İdeolojileri milliyetçilikle örtüşen marjinal sol grupların Kürt mahallesinde istihdamı yeni bir talihsizliktir.İlkelere dayalı tercihlerin yerini çıkar odaklı tavırlara bıraktığı, toplumun belli kesimlerinde karşılık bulan bazı değer yargılarının kariyer için siyasi söylem olarak kullanıldığı bir ortamda partilerin milletvekili listeleri belirlendi. Özellikle muhalefet yaptığı tercihlerle sorunların çözümüne odaklanmaktan çok rövanşist eğilimlere yöneleceği izlenimi veriyor. Seçimlerin ardından gerilimli günler bizi bekliyor. Bunun en önemli nedeni ise “eskiye dönüş” hayali ile kotarılan Ergenekoncu plandır. Bu planı uygulama görevini listelerine Ergenekon davasında yargılananları alarak ve onlara dokunulmazlık statüsü kazandıracak olan CHP yapacaktır.

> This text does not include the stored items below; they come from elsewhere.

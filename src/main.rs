mod api;
mod app;
mod config;
mod graph;
mod util;

use std::sync::Arc;

use anyhow::{Context, Result, anyhow};
use clap::Parser;
use tracing::info;
use tracing_subscriber::layer::SubscriberExt;
use tracing_subscriber::util::SubscriberInitExt;
use tracing_subscriber::{EnvFilter, fmt};

use crate::api::{DataFetcher, HttpGraphApi};
use crate::config::{Args, Config};

fn init_tracing() {
    tracing_subscriber::registry()
        .with(
            EnvFilter::try_from_default_env()
                .unwrap_or_else(|_| EnvFilter::new("brainvault_graph=info")),
        )
        .with(fmt::layer())
        .init();
}

fn main() -> Result<()> {
    init_tracing();

    let config = Config::try_from(Args::parse()).context("invalid configuration")?;
    info!(api_url = %config.api_url, "starting knowledge graph viewer");

    let api = HttpGraphApi::new(&config.api_url, config.request_timeout)?;
    let fetcher = DataFetcher::start(Arc::new(api), config.intervals);

    let options = eframe::NativeOptions {
        viewport: eframe::egui::ViewportBuilder::default().with_inner_size([1440.0, 920.0]),
        ..Default::default()
    };

    eframe::run_native(
        "BrainVault Graph",
        options,
        Box::new(move |cc| Ok(Box::new(app::KnowledgeGraphApp::new(cc, &config, fetcher)))),
    )
    .map_err(|error| anyhow!("failed to run the viewer: {error}"))
}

CHP’nin statükodan yana Kemalist çizgisi ile ilgili geçmişte söylediklerimizin haklılığı aday listeleri oluşum sürecinde bir kez daha kanıtlandı. Statükocu derin güçlerin toplum mühendisliği projeleri için CHP’yi uygulama alanı olarak kullandıkları gerçeği aday listelerinin açıklanması ile iyice netlik kazandı. Aslında Ergenekon- CHP ilişkisinde bir ferahlama olmuştur da diyebiliriz. Zira Ergenekoncuların CHP’ye üye olması ile Kılıçdaroğlu’nun üye olmak için Ergenekon’un adresini aramasına artık gerek kalmadı; kaynaşıp tek adreste ikamet etmeye başladılar. Elbette, bu netleşmenin işaret ettiği basit bir gerçek var: Soner Yalçın’ı “kaya gibi adam”, Mehmet Haberal’ı “yiğit adam, onurumuz” diye lanse eden, bu ülkede solcuyum diyene nefes aldırtmayan, Deniz Gezmiş ve arkadaşlarının idamını 27 Mayıs’ın rövanşı olarak gören Ergenekoncuların sadık dostu Demirel’e biat eden ve Demirel’in adamlarını liste başı yapan CHP ve liderini “sosyal demokrat” olarak algılamak ancak çakma “solcular” ve sahte “demokratlar”ın yapabileceği bir şeydir. Bu arka planı göz ardı ederek CHP’nin seçim vaatlerini ciddiye almak gerçek sosyal demokratlar açısından düpedüz aymazlık olacaktır.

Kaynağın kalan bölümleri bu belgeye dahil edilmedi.